Oh dear what are the reactionary right wing climate change deniers going to do now?

The White House has finally admitted the obvious after years of being in denial.

George Bush's top scientific advisor has delivered the strongest statement yet from within the US administration that greenhouse gas emissions caused by human activity are to blame for climate change.

Professor John Marburger said it was more than 90 per cent likely that mankind was causing global warming and that the earth may become "unlivable" without reductions in CO2 output.

"I think there is widespread agreement on certain basics, and one of the most important is that we are producing far more CO2 from fossil fuels than we ought to be," he told the BBC.

"And it's going to lead to trouble unless we can begin to reduce the amount of fossil fuels we are burning and using in our economies."

Of course its one thing to admit the obvious and another to do something about it.

The federal office that oversees the nation's research on global warming is inadequate on many levels and some of its tools are falling apart, according to a critique issued yesterday by a committee of the National Research Council.

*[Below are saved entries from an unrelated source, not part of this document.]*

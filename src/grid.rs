//! The puzzle board
//!
//! [`HexGrid`] is the authoritative record of placed tiles. Alongside the
//! placed set it keeps the *open frontier*: every unplaced cell that touches
//! at least one placed tile. The frontier is maintained incrementally on each
//! placement, so a cell is always exactly one of placed, open, or unreachable.

use crate::error::{GameError, Result};
use crate::hex::HexPosition;
use crate::tile::HexTile;
use std::collections::{HashMap, HashSet};

pub struct HexGrid {
    tiles: HashMap<HexPosition, HexTile>,
    /// Placement order, used for stable render ordering
    placed_order: Vec<HexPosition>,
    open: HashSet<HexPosition>,
}

impl HexGrid {
    pub fn new() -> Self {
        HexGrid {
            tiles: HashMap::new(),
            placed_order: Vec::new(),
            open: HashSet::new(),
        }
    }

    /// Places `tile` at its own position and opens its empty neighbours.
    ///
    /// Fails without touching the board if the tile has no position or the
    /// position already holds a tile.
    pub fn add_tile(&mut self, tile: HexTile) -> Result<()> {
        let position = tile.position.ok_or(GameError::TileNotPositioned)?;
        self.ensure_vacant(position)?;

        self.open.remove(&position);
        for neighbour in position.neighbours() {
            if !self.tiles.contains_key(&neighbour) {
                self.open.insert(neighbour);
            }
        }

        self.tiles.insert(position, tile);
        self.placed_order.push(position);
        Ok(())
    }

    /// Errors if `position` already holds a tile
    pub fn ensure_vacant(&self, position: HexPosition) -> Result<()> {
        if self.tiles.contains_key(&position) {
            return Err(GameError::TileAlreadyPlaced(position));
        }
        Ok(())
    }

    pub fn get_tile(&self, position: HexPosition) -> Option<&HexTile> {
        self.tiles.get(&position)
    }

    pub fn get_tile_mut(&mut self, position: HexPosition) -> Option<&mut HexTile> {
        self.tiles.get_mut(&position)
    }

    /// True for unplaced cells next to at least one placed tile
    pub fn is_open(&self, position: HexPosition) -> bool {
        self.open.contains(&position) && !self.tiles.contains_key(&position)
    }

    /// Open cells in no particular order
    pub fn get_open_tiles(&self) -> impl Iterator<Item = HexPosition> + '_ {
        self.open.iter().copied()
    }

    /// Placed tiles, oldest first
    pub fn get_placed_tiles(&self) -> impl Iterator<Item = &HexTile> + '_ {
        self.placed_order.iter().filter_map(|position| self.tiles.get(position))
    }

    pub fn placed_count(&self) -> usize {
        self.tiles.len()
    }
}

impl Default for HexGrid {
    fn default() -> Self {
        Self::new()
    }
}

#[cfg(test)]
mod tests {
    use super::*;
    use crate::hex::HEXAGONAL_NEIGHBOURS;
    use crate::tile::Biome;

    fn grass_at(q: i32, r: i32) -> HexTile {
        HexTile::new([Biome::Grass; 6]).at(HexPosition::axial(q, r))
    }

    #[test]
    fn test_first_tile_opens_ring() {
        let mut grid = HexGrid::new();
        grid.add_tile(grass_at(0, 0)).unwrap();

        assert_eq!(grid.get_open_tiles().count(), 6);
        for offset in HEXAGONAL_NEIGHBOURS {
            assert!(grid.is_open(offset));
        }
    }

    #[test]
    fn test_open_excludes_placed_and_unreachable() {
        let mut grid = HexGrid::new();
        grid.add_tile(grass_at(0, 0)).unwrap();
        grid.add_tile(grass_at(1, 0)).unwrap();

        assert!(!grid.is_open(HexPosition::ORIGIN));
        assert!(!grid.is_open(HexPosition::axial(1, 0)));
        assert!(!grid.is_open(HexPosition::axial(5, -2)));
        assert!(grid.is_open(HexPosition::axial(2, 0)));

        // Two overlapping rings of six, minus the two placed cells
        assert_eq!(grid.get_open_tiles().count(), 8);
        for open in grid.get_open_tiles() {
            assert!(grid.get_tile(open).is_none());
        }
    }

    #[test]
    fn test_double_placement_is_rejected() {
        let mut grid = HexGrid::new();
        grid.add_tile(grass_at(0, 0)).unwrap();
        let err = grid.add_tile(grass_at(0, 0)).unwrap_err();
        assert!(matches!(err, GameError::TileAlreadyPlaced(p) if p == HexPosition::ORIGIN));
        assert_eq!(grid.placed_count(), 1);
    }

    #[test]
    fn test_unpositioned_tile_is_rejected() {
        let mut grid = HexGrid::new();
        let err = grid.add_tile(HexTile::new([Biome::Sand; 6])).unwrap_err();
        assert!(matches!(err, GameError::TileNotPositioned));
        assert_eq!(grid.get_open_tiles().count(), 0);
    }

    #[test]
    fn test_missing_tile_lookup() {
        let grid = HexGrid::new();
        assert!(grid.get_tile(HexPosition::ORIGIN).is_none());
    }

    #[test]
    fn test_placed_tiles_keep_placement_order() {
        let mut grid = HexGrid::new();
        for (q, r) in [(0, 0), (1, 0), (0, 1), (-1, 1)] {
            grid.add_tile(grass_at(q, r)).unwrap();
        }
        let order: Vec<_> = grid.get_placed_tiles().filter_map(|t| t.position).collect();
        assert_eq!(
            order,
            vec![
                HexPosition::axial(0, 0),
                HexPosition::axial(1, 0),
                HexPosition::axial(0, 1),
                HexPosition::axial(-1, 1),
            ]
        );
    }
}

Lack of new investment would mean that “U.S. capability to monitor trends, document the impacts of future climate change and further improve prediction and assimilation models . . . will decline even as the urgency of addressing climate change increases,” said the report, which focused on the U.S. Climate Change Science Program.

The bleak assessment was led by Veerabhadran Ramanathan, a climate and atmospheric scientist at UCSD's Scripps Institution of Oceanography.

It is the second major study released in recent days that denounced the U.S. government's handling of global warming. The other, written by the Government Accountability Office, blamed the Bush administration for doing little to address how climate change is altering the nation's lands and waters.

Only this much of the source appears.